Eddie Franz, co-founder of ATX Peace, said the roadmap marks a deliberate move away from trying to “incarcerate the problem away” and toward treating violence as a public health issue rooted in trauma. He said the coalition is “starting to strategically plan how to continue the decrease in homicides,” pointing to what organizers describe as lower totals reported for 2025 after higher counts in the previous two years, according to CBS Austin.
What the roadmap targets
Phase one centers on prevention, healing, and opportunity, priorities that backers say can cut violence by going after root causes such as trauma, poverty, and lack of services. Judge Denise Hernandez, presiding judge of County Court at Law #6, said, “It takes all of us, right?” and stressed that bringing in people with lived experience helps shape intersectional solutions that are grounded in reality, not theory.
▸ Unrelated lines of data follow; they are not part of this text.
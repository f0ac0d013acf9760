use crate::domain::{requests::FindAllProducts, response::ProductPageResponse};
use async_trait::async_trait;
use shared::{errors::RepositoryError, model::Product};
use std::sync::Arc;

pub type DynCatalogRepository = Arc<dyn CatalogRepositoryTrait + Send + Sync>;

#[async_trait]
pub trait CatalogRepositoryTrait {
    async fn fetch_page(
        &self,
        req: &FindAllProducts,
    ) -> Result<ProductPageResponse, RepositoryError>;
    async fn fetch_by_category(&self, category: &str) -> Result<Vec<Product>, RepositoryError>;
    async fn search(&self, keyword: &str) -> Result<Vec<Product>, RepositoryError>;
}
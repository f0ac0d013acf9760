pub mod config;
pub mod errors;
pub mod model;
pub mod resource;
pub mod utils;
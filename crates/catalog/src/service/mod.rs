mod store;

pub use self::store::{CatalogSnapshot, CatalogStore};
mod repository;

pub use self::repository::{DynImageRepository, ImageRepositoryTrait};
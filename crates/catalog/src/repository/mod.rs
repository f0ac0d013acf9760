mod http;

pub use self::http::HttpCatalogRepository;
use crate::embed::Embedder;
use crate::protocol::{self, ErrorRecord, LineError, OutputBatch};
use anyhow::{Context, Result};
use std::io::{BufRead, Write};
use tracing::{debug, info, warn};

const FAILURE_SENTINEL: &str = "[]\n";

/// What one input line turned into.
#[derive(Debug)]
pub enum LineOutcome {
    Skipped,
    Embedded(OutputBatch),
    Failed(LineError),
}

#[derive(Debug, Default, Clone, Copy, PartialEq, Eq)]
pub struct BridgeStats {
    pub lines: u64,
    pub batches: u64,
    pub texts: u64,
    pub failures: u64,
}

pub fn process_line<E: Embedder + ?Sized>(embedder: &mut E, raw: &[u8]) -> LineOutcome {
    let line = match std::str::from_utf8(raw) {
        Ok(line) => line,
        Err(err) => return LineOutcome::Failed(err.into()),
    };
    if protocol::is_blank(line) {
        return LineOutcome::Skipped;
    }
    match embed_line(embedder, line) {
        Ok(batch) => LineOutcome::Embedded(batch),
        Err(err) => LineOutcome::Failed(err),
    }
}

fn embed_line<E: Embedder + ?Sized>(
    embedder: &mut E,
    line: &str,
) -> Result<OutputBatch, LineError> {
    let texts = protocol::decode_batch(line)?;
    let vectors = embedder.embed_texts(&texts).map_err(LineError::Embed)?;
    if vectors.len() != texts.len() {
        return Err(LineError::CountMismatch {
            expected: texts.len(),
            got: vectors.len(),
        });
    }
    let dims = embedder.dims();
    if let Some((index, vec)) = vectors.iter().enumerate().find(|(_, v)| v.len() != dims) {
        return Err(LineError::DimensionMismatch {
            index,
            expected: dims,
            got: vec.len(),
        });
    }
    Ok(vectors)
}

/// Reads lines until end of input, answering each non-blank one with
/// exactly one stdout line. Only I/O failures on the streams themselves
/// end the loop early.
pub fn run<E, R, O, W>(
    embedder: &mut E,
    mut input: R,
    out: &mut O,
    err: &mut W,
) -> Result<BridgeStats>
where
    E: Embedder + ?Sized,
    R: BufRead,
    O: Write,
    W: Write,
{
    let mut stats = BridgeStats::default();
    let mut buf = Vec::new();
    loop {
        buf.clear();
        let read = input
            .read_until(b'\n', &mut buf)
            .context("failed to read input")?;
        if read == 0 {
            break;
        }
        stats.lines += 1;

        match process_line(embedder, &buf) {
            LineOutcome::Skipped => continue,
            LineOutcome::Embedded(batch) => match protocol::encode_line(&batch) {
                Ok(line) => {
                    stats.batches += 1;
                    stats.texts += batch.len() as u64;
                    debug!(line = stats.lines, texts = batch.len(), "batch written");
                    write_flushed(out, &line)?;
                }
                Err(e) => report_failure(&LineError::Json(e), stats.lines, &mut stats, out, err)?,
            },
            LineOutcome::Failed(e) => report_failure(&e, stats.lines, &mut stats, out, err)?,
        }
    }

    info!(
        model = embedder.model_name(),
        lines = stats.lines,
        batches = stats.batches,
        texts = stats.texts,
        failures = stats.failures,
        "end of input"
    );
    Ok(stats)
}

fn report_failure<O: Write, W: Write>(
    error: &LineError,
    line_no: u64,
    stats: &mut BridgeStats,
    out: &mut O,
    err: &mut W,
) -> Result<()> {
    stats.failures += 1;
    warn!(line = line_no, error = %error, "line failed");
    let record = protocol::encode_line(&ErrorRecord::from(error))
        .context("failed to encode error record")?;
    write_flushed(err, &record)?;
    write_flushed(out, FAILURE_SENTINEL)
}

fn write_flushed<W: Write>(writer: &mut W, line: &str) -> Result<()> {
    writer
        .write_all(line.as_bytes())
        .and_then(|_| writer.flush())
        .context("failed to write output")
}
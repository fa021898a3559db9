use crate::bridge;
use crate::config::{BridgeConfig, Overrides};
use crate::embed::{self, EmbedderHandle};
use anyhow::{Context, Result};
use clap::Parser;
use std::io::{self, BufWriter, Write};
use std::path::PathBuf;
use tracing::info;
use tracing_subscriber::EnvFilter;

const LOG_ENV: &str = "EMBED_BRIDGE_LOG";

/// Reads JSON arrays of text from stdin, one per line, and writes one JSON
/// array of embedding vectors per line to stdout.
#[derive(Debug, Parser)]
#[command(name = "embed-bridge", version, about)]
pub struct Cli {
    /// Embedding model to load [default: all-MiniLM-L6-v2]
    pub model_name: Option<String>,

    /// TOML config file (defaults to the per-user config if present)
    #[arg(long)]
    pub config: Option<PathBuf>,

    /// Internal batch size for each model call
    #[arg(long)]
    pub batch_size: Option<usize>,

    /// Truncate inputs to this many tokens
    #[arg(long)]
    pub max_length: Option<usize>,

    /// Where downloaded model files are cached
    #[arg(long)]
    pub cache_dir: Option<PathBuf>,

    /// Show a progress bar on stderr while downloading the model
    #[arg(long)]
    pub show_download_progress: bool,

    /// Log filter used when EMBED_BRIDGE_LOG is unset (e.g. "info")
    #[arg(long, default_value = "off")]
    pub log_level: String,

    /// Print supported model names and exit
    #[arg(long)]
    pub list_models: bool,
}

impl Cli {
    pub fn overrides(&self) -> Overrides {
        Overrides {
            model_name: self.model_name.clone(),
            batch_size: self.batch_size,
            max_length: self.max_length,
            cache_dir: self.cache_dir.clone(),
            show_download_progress: self.show_download_progress,
        }
    }
}

pub fn run() -> Result<()> {
    let cli = Cli::parse();
    init_tracing(&cli.log_level);

    if cli.list_models {
        return list_models();
    }

    let config = BridgeConfig::resolve(cli.config.as_deref(), cli.overrides())?;
    info!(?config, "configuration resolved");

    let mut embedder = EmbedderHandle::load(&config)?;

    let stdin = io::stdin();
    let stdout = io::stdout();
    let stderr = io::stderr();
    let mut out = BufWriter::new(stdout.lock());
    let mut err = stderr.lock();
    bridge::run(&mut embedder, stdin.lock(), &mut out, &mut err)?;
    Ok(())
}

fn init_tracing(fallback: &str) {
    let filter = EnvFilter::try_from_env(LOG_ENV)
        .or_else(|_| EnvFilter::try_new(fallback))
        .unwrap_or_else(|_| EnvFilter::new("off"));
    let _ = tracing_subscriber::fmt()
        .with_env_filter(filter)
        .with_writer(io::stderr)
        .with_target(false)
        .try_init();
}

fn list_models() -> Result<()> {
    let stdout = io::stdout();
    let mut out = BufWriter::new(stdout.lock());
    for model in embed::supported_models() {
        writeln!(out, "{}\t{}\t{}", model.code, model.dims, model.description)
            .context("failed to write model list")?;
    }
    out.flush().context("failed to write model list")?;
    Ok(())
}
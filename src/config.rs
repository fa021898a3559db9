use crate::embed::DEFAULT_MODEL;
use anyhow::{Context, Result};
use directories::ProjectDirs;
use serde::Deserialize;
use std::fs;
use std::path::{Path, PathBuf};

const CONFIG_FILE: &str = "config.toml";

#[derive(Debug, Clone, PartialEq, Deserialize)]
#[serde(default)]
pub struct BridgeConfig {
    pub model_name: String,
    pub batch_size: Option<usize>,
    pub max_length: Option<usize>,
    pub cache_dir: Option<PathBuf>,
    pub show_download_progress: bool,
}

impl Default for BridgeConfig {
    fn default() -> Self {
        Self {
            model_name: DEFAULT_MODEL.to_string(),
            batch_size: None,
            max_length: None,
            cache_dir: None,
            show_download_progress: false,
        }
    }
}

/// Values given on the command line; `None` leaves the file/default value alone.
#[derive(Debug, Clone, Default)]
pub struct Overrides {
    pub model_name: Option<String>,
    pub batch_size: Option<usize>,
    pub max_length: Option<usize>,
    pub cache_dir: Option<PathBuf>,
    pub show_download_progress: bool,
}

impl BridgeConfig {
    /// Reads `path` if given (must exist), otherwise the per-user config file
    /// if one is present, then applies `overrides` on top.
    pub fn resolve(path: Option<&Path>, overrides: Overrides) -> Result<Self> {
        let base = match path {
            Some(path) => Self::load(path)?,
            None => match default_path() {
                Some(path) if path.exists() => Self::load(&path)?,
                _ => Self::default(),
            },
        };
        Ok(base.with_overrides(overrides))
    }

    pub fn load(path: &Path) -> Result<Self> {
        let data = fs::read_to_string(path)
            .with_context(|| format!("failed to read config {}", path.display()))?;
        let config = toml::from_str(&data)
            .with_context(|| format!("failed to parse config {}", path.display()))?;
        Ok(config)
    }

    pub fn with_overrides(mut self, overrides: Overrides) -> Self {
        if let Some(name) = overrides.model_name {
            self.model_name = name;
        }
        if overrides.batch_size.is_some() {
            self.batch_size = overrides.batch_size;
        }
        if overrides.max_length.is_some() {
            self.max_length = overrides.max_length;
        }
        if overrides.cache_dir.is_some() {
            self.cache_dir = overrides.cache_dir;
        }
        self.show_download_progress |= overrides.show_download_progress;
        self
    }
}

pub fn default_path() -> Option<PathBuf> {
    ProjectDirs::from("", "", "embed-bridge").map(|dirs| dirs.config_dir().join(CONFIG_FILE))
}

#[cfg(test)]
mod tests {
    use super::*;
    use std::io::Write;

    fn write_config(body: &str) -> tempfile::NamedTempFile {
        let mut file = tempfile::NamedTempFile::new().unwrap();
        file.write_all(body.as_bytes()).unwrap();
        file
    }

    #[test]
    fn defaults_to_minilm() {
        let config = BridgeConfig::default();
        assert_eq!(config.model_name, "all-MiniLM-L6-v2");
        assert_eq!(config.batch_size, None);
        assert!(!config.show_download_progress);
    }

    #[test]
    fn partial_file_keeps_defaults() {
        let file = write_config("batch_size = 32\n");
        let config = BridgeConfig::load(file.path()).unwrap();
        assert_eq!(config.model_name, DEFAULT_MODEL);
        assert_eq!(config.batch_size, Some(32));
        assert_eq!(config.cache_dir, None);
    }

    #[test]
    fn full_file_sets_every_field() {
        let file = write_config(
            "model_name = \"bge-small-en-v1.5\"\nbatch_size = 4\nmax_length = 64\n\
             cache_dir = \"/var/cache/models\"\nshow_download_progress = true\n",
        );
        let config = BridgeConfig::load(file.path()).unwrap();
        assert_eq!(
            config,
            BridgeConfig {
                model_name: "bge-small-en-v1.5".into(),
                batch_size: Some(4),
                max_length: Some(64),
                cache_dir: Some(PathBuf::from("/var/cache/models")),
                show_download_progress: true,
            }
        );
    }

    #[test]
    fn cli_overrides_file() {
        let file = write_config(
            "model_name = \"bge-small-en-v1.5\"\nbatch_size = 8\nmax_length = 128\n",
        );
        let overrides = Overrides {
            model_name: Some("all-MiniLM-L12-v2".into()),
            batch_size: Some(64),
            ..Overrides::default()
        };
        let config = BridgeConfig::resolve(Some(file.path()), overrides).unwrap();
        assert_eq!(config.model_name, "all-MiniLM-L12-v2");
        assert_eq!(config.batch_size, Some(64));
        assert_eq!(config.max_length, Some(128));
    }

    #[test]
    fn missing_explicit_file_is_an_error() {
        let dir = tempfile::tempdir().unwrap();
        let missing = dir.path().join("nope.toml");
        let err = BridgeConfig::resolve(Some(&missing), Overrides::default()).unwrap_err();
        assert!(err.to_string().contains("failed to read config"));
    }

    #[test]
    fn malformed_file_is_an_error() {
        let file = write_config("batch_size = \"lots\"\n");
        let err = BridgeConfig::load(file.path()).unwrap_err();
        assert!(err.to_string().contains("failed to parse config"));
    }
}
Hernandez cautioned that the loss of a grant has slowed some on-the-ground work, yet said leaders are determined to keep the roadmap moving forward, as reported by CBS Austin.
How leaders plan to track progress
Organizers say they will work with Austin Public Health to keep tabs on crime data and see whether the roadmap’s interventions actually move the needle on violence over time. The city posts public crime statistics and monthly reports through the Austin Police Department, which will be one of the tools used to follow trends. For more on how local crime data is reported, see the Austin Police Department.
The roadmap’s authors describe this first phase as the start of a multi-year push to build out services and systems for system-impacted youth and communities across the region. Community groups and city officials say they will be watching homicide and related data in the coming months as they shift from planning meetings to delivering services on the ground.